Was ist das primäre Ziel der Untersuchung?
Das Ziel ist die Klärung, wie die Kämpfe in Graz abliefen und wie die beteiligten Zeitungen die Ereignisse ideologisch einordneten.
Welche wissenschaftliche Methode wird verwendet?
Die Arbeit stützt sich auf eine Literaturanalyse sowie eine vergleichende Quellenanalyse zeitgenössischer Zeitungsartikel.
Was wird im Hauptteil behandelt?
Im Hauptteil werden die Gefechte in Stadtteilen wie Eggenberg und beim Hauptbahnhof beschrieben sowie die sprachliche Darstellung in regierungstreuen und sozialdemokratischen Medien gegenübergestellt.
Welche Schlüsselwörter charakterisieren die Arbeit?
Zentrale Begriffe sind Februarunruhen 1934, Schutzbund, Presseberichterstattung, Graz und politisches Regime.
Welche Rolle spielte der Alpenjägerregiment Nr. 9 in den Kämpfen?

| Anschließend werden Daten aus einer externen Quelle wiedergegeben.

use itertools::Itertools;
use tracing::trace;

use crate::lexicon::Lexicon;
use crate::stemmer::Stem;

/// Tokens longer than this are assumed to be words glued together by a
/// scraper that dropped the spaces.
pub const STUCK_TOKEN_LEN: usize = 25;
/// The splitter itself refuses anything shorter than this. Every token it
/// sees is already past `STUCK_TOKEN_LEN`, so tokens of 20..=25 chars are
/// never split.
pub const SPLIT_MIN_LEN: usize = 20;
/// Tokens of this many chars or fewer are dropped.
pub const MIN_TOKEN_LEN: usize = 2;

/// Greedy stopword-anchored split: grow a buffer one char at a time and cut
/// whenever it equals a corpus stopword. Whatever is left over becomes the
/// last piece. Words that are not bracketed by stopwords stay whole.
pub fn split_stuck_words(token: &str, lexicon: &Lexicon) -> Vec<String> {
    if token.chars().count() < SPLIT_MIN_LEN {
        return vec![token.to_string()];
    }

    let mut parts = Vec::new();
    let mut buffer = String::new();
    for ch in token.chars() {
        buffer.push(ch);
        if lexicon.in_corpus(&buffer) {
            parts.push(std::mem::take(&mut buffer));
        }
    }
    if !buffer.is_empty() {
        parts.push(buffer);
    }
    parts
}

/// Token-level stage: stuck-word splitting, stopword/length filtering and
/// stemming. Holds shared read-only state only.
pub struct Cleaner<'a> {
    lexicon: &'a Lexicon,
    stemmer: &'a (dyn Stem + Sync),
}

impl<'a> Cleaner<'a> {
    pub fn new(lexicon: &'a Lexicon, stemmer: &'a (dyn Stem + Sync)) -> Self {
        Cleaner { lexicon, stemmer }
    }

    /// Stem one sub-token, or `None` when it is filtered out or the stemmer
    /// cannot handle it.
    fn keep(&self, token: &str) -> Option<String> {
        if self.lexicon.is_stopword(token) || token.chars().count() <= MIN_TOKEN_LEN {
            return None;
        }
        match self.stemmer.stem(token) {
            Ok(stem) => Some(stem),
            Err(e) => {
                trace!(token, error = %e, "token dropped");
                None
            }
        }
    }

    pub fn normalize_text(&self, text: &str) -> String {
        text.split_whitespace()
            .flat_map(|t| {
                if t.chars().count() > STUCK_TOKEN_LEN {
                    split_stuck_words(t, self.lexicon)
                } else {
                    vec![t.to_string()]
                }
            })
            .filter_map(|s| self.keep(&s))
            .join(" ")
    }
}

#[cfg(test)]
mod tests {
    use super::*;
    use crate::stemmer::{IndonesianStemmer, StemError};

    /// Passes tokens through untouched so tests see filtering only.
    struct Identity;

    impl Stem for Identity {
        fn stem(&self, word: &str) -> Result<String, StemError> {
            Ok(word.to_string())
        }
    }

    /// Fails on any token containing 'x'.
    struct FailsOnX;

    impl Stem for FailsOnX {
        fn stem(&self, word: &str) -> Result<String, StemError> {
            if word.contains('x') {
                Err(StemError::Unstemmable(word.to_string()))
            } else {
                Ok(word.to_uppercase())
            }
        }
    }

    fn lexicon() -> Lexicon {
        Lexicon::from_words(
            ["saya", "yang", "tidak", "pertanggungjawaban", "sesungguhnya"],
            ["the", "and"],
        )
    }

    #[test]
    fn negation_retained() {
        let lex = lexicon();
        let cleaner = Cleaner::new(&lex, &Identity);
        assert_eq!(cleaner.normalize_text("saya tidak setuju"), "tidak setuju");
    }

    #[test]
    fn negation_retained_with_real_lexicon() {
        let cleaner = Cleaner::new(Lexicon::global(), &IndonesianStemmer);
        let out = cleaner.normalize_text("saya tidak setuju");
        assert!(out.split(' ').any(|t| t == "tidak"), "got {:?}", out);
    }

    #[test]
    fn stuck_stopwords_split_then_removed() {
        let lex = lexicon();
        let token = "pertanggungjawabansesungguhnya";
        assert_eq!(token.chars().count(), 30);
        assert_eq!(
            split_stuck_words(token, &lex),
            vec!["pertanggungjawaban", "sesungguhnya"]
        );
        let cleaner = Cleaner::new(&lex, &Identity);
        assert_eq!(cleaner.normalize_text(token), "");
    }

    #[test]
    fn remainder_kept_after_last_stopword() {
        let lex = lexicon();
        let parts = split_stuck_words("sesungguhnyapemerintahmenolak", &lex);
        assert_eq!(parts, vec!["sesungguhnya", "pemerintahmenolak"]);
    }

    #[test]
    fn medium_long_tokens_pass_whole() {
        let lex = lexicon();
        let cleaner = Cleaner::new(&lex, &Identity);
        // 23 chars: over the splitter minimum but not "stuck"
        let token = "sesungguhnyapemerintahx";
        assert!(token.chars().count() <= STUCK_TOKEN_LEN);
        assert_eq!(cleaner.normalize_text(token), token);
    }

    #[test]
    fn glued_words_survive_with_real_lexicon() {
        let lex = Lexicon::global();
        let glued = "bagipemerintahyangmenolakvaksin";
        assert!(glued.chars().count() > STUCK_TOKEN_LEN);
        assert_eq!(
            split_stuck_words(glued, lex),
            vec!["bagi", "pemerintahyangmenolakvaksin"]
        );

        let cleaner = Cleaner::new(lex, &IndonesianStemmer);
        assert_eq!(cleaner.normalize_text(glued), "pemerintahyangmenolakvaksin");
        assert_eq!(
            cleaner.normalize_text("pertanggungjawabanmasyarakatx"),
            "pertanggungjawabanmasyarakatx"
        );
        let out = cleaner.normalize_text("kementeriankesehatanrepublikindonesia");
        assert!(out.contains("kesehatanrepublikindonesia"), "got {:?}", out);
    }

    #[test]
    fn short_tokens_dropped() {
        let lex = lexicon();
        let cleaner = Cleaner::new(&lex, &Identity);
        assert_eq!(cleaner.normalize_text("di ke ya bisa"), "bisa");
    }

    #[test]
    fn failed_stems_are_omitted() {
        let lex = lexicon();
        let cleaner = Cleaner::new(&lex, &FailsOnX);
        assert_eq!(cleaner.normalize_text("vaksin xenon aman"), "VAKSIN AMAN");
    }

    #[test]
    fn order_is_preserved() {
        let lex = lexicon();
        let cleaner = Cleaner::new(&lex, &Identity);
        assert_eq!(
            cleaner.normalize_text("warga yang panik membeli the masker"),
            "warga panik membeli masker"
        );
    }
}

Das Regiment war aktiv an den Kämpfen beteiligt und unterstützte die Gendarmerie bei der Erstürmung der von Schutzbündlern besetzten Gebäude.
Warum war eine objektive Quellenrecherche schwierig?
Aufgrund der strengen Zensur durch das Dollfuß-Regime und dem Verbot sozialdemokratischer Publikationen in Österreich war eine ausgewogene Recherche nur über Exilpresse möglich.